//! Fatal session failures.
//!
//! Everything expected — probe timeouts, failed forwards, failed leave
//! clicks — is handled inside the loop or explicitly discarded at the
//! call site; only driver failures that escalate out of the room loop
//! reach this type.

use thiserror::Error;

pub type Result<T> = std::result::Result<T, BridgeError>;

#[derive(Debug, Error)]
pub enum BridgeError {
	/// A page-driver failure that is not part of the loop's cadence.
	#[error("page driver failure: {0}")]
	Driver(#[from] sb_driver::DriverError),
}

----

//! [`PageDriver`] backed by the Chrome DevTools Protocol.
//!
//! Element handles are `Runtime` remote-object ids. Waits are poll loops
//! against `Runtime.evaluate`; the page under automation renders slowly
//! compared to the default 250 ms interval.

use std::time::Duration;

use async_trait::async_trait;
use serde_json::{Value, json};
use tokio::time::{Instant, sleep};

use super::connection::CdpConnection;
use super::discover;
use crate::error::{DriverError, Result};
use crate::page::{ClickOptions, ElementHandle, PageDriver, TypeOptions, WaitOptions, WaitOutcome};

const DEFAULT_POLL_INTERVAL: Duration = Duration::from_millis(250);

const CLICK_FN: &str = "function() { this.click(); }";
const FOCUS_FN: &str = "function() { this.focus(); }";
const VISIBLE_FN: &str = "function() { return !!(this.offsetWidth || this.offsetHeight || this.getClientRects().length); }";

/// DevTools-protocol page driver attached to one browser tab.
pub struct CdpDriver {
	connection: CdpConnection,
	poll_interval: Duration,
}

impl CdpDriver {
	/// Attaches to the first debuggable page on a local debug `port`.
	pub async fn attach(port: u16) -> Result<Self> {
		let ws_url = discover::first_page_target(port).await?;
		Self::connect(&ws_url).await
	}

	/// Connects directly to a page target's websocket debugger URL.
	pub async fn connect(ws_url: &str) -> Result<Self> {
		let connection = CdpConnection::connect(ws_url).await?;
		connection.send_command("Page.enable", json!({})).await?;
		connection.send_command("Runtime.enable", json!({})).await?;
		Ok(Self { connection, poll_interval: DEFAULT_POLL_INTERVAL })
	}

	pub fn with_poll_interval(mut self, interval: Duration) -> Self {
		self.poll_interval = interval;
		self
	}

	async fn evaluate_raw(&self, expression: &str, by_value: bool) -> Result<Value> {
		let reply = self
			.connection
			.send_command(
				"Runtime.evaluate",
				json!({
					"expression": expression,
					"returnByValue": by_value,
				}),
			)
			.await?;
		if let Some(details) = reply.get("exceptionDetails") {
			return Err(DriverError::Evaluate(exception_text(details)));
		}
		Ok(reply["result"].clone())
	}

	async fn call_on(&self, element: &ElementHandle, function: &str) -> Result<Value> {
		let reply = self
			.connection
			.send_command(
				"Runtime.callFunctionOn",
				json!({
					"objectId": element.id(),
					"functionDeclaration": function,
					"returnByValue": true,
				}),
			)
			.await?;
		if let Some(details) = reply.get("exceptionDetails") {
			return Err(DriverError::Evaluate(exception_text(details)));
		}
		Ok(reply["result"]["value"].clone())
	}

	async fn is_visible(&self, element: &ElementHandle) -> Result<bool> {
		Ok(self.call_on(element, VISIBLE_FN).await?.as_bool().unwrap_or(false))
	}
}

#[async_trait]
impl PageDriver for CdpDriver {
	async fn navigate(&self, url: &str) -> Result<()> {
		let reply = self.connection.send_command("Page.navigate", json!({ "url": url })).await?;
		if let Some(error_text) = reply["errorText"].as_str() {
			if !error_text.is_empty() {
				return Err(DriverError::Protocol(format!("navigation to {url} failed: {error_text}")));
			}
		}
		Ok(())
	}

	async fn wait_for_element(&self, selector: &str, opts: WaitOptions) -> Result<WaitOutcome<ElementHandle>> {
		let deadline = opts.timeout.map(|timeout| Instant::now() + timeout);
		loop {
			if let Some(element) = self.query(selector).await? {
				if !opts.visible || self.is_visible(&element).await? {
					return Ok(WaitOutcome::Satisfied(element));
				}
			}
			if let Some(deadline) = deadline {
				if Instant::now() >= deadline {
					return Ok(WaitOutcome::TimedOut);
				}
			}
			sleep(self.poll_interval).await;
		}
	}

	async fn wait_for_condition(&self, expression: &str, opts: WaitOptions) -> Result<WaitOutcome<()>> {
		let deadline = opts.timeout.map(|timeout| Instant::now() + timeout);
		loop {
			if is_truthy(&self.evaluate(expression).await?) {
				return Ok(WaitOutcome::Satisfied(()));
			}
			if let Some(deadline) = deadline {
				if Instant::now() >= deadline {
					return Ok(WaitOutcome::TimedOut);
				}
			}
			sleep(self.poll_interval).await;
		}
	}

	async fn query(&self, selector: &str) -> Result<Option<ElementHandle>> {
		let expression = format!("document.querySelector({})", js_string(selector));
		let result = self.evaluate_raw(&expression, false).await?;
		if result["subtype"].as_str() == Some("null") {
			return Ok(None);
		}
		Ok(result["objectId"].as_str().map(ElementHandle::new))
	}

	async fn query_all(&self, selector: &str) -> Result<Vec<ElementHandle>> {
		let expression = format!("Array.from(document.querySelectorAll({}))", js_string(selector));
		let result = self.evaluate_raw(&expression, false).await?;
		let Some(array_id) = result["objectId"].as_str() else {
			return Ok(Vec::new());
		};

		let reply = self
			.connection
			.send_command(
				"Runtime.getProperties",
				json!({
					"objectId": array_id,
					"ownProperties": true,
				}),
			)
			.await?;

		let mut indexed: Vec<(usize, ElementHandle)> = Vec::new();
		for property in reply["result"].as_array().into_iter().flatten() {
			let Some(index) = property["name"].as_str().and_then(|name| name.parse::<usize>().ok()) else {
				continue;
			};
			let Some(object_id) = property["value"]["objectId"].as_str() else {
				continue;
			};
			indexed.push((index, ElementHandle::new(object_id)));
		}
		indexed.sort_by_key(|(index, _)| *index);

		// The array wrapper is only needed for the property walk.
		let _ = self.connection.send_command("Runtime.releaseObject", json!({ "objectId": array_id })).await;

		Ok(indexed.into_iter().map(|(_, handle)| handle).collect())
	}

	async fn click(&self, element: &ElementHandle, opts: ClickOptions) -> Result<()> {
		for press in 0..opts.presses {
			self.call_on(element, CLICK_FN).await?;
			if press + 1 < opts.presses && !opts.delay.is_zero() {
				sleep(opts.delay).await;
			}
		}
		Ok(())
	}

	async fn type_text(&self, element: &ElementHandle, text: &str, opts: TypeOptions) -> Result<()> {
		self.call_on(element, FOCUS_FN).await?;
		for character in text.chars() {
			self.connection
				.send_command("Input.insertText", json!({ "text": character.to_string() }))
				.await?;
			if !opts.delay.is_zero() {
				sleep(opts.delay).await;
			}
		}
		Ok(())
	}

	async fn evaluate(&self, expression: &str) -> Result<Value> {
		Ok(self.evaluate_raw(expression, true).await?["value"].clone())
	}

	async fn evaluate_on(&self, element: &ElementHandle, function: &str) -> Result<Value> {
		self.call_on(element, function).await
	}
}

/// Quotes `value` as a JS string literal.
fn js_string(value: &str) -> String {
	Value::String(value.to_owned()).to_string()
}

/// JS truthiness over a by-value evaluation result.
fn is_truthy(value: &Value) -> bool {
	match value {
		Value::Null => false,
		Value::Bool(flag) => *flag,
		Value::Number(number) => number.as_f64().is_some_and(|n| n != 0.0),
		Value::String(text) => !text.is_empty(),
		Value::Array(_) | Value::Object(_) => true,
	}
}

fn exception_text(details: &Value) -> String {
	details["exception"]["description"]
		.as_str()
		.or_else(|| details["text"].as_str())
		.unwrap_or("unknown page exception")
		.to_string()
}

----

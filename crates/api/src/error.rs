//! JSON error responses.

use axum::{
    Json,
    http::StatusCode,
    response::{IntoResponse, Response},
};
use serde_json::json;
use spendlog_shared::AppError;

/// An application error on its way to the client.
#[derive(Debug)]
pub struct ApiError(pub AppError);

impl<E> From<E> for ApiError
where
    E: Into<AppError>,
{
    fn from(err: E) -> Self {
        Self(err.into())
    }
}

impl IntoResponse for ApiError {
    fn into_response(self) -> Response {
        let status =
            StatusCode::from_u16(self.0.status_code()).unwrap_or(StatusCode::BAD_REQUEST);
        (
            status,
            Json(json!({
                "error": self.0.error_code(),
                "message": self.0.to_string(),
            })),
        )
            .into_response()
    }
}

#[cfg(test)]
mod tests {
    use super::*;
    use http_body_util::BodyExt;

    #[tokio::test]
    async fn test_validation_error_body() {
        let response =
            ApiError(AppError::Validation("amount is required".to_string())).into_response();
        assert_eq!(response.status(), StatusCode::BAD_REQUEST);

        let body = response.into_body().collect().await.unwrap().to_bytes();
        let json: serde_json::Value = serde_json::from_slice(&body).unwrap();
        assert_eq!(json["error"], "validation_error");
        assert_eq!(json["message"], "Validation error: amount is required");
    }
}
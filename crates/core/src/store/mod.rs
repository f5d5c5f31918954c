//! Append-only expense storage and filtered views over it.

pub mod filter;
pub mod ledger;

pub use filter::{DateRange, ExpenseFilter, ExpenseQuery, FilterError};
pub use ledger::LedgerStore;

----

§ What is needed
Please state how many lines in the material above include the word "TypeOptions". Nothing but the number is wanted.

§ Answer for this exercise
2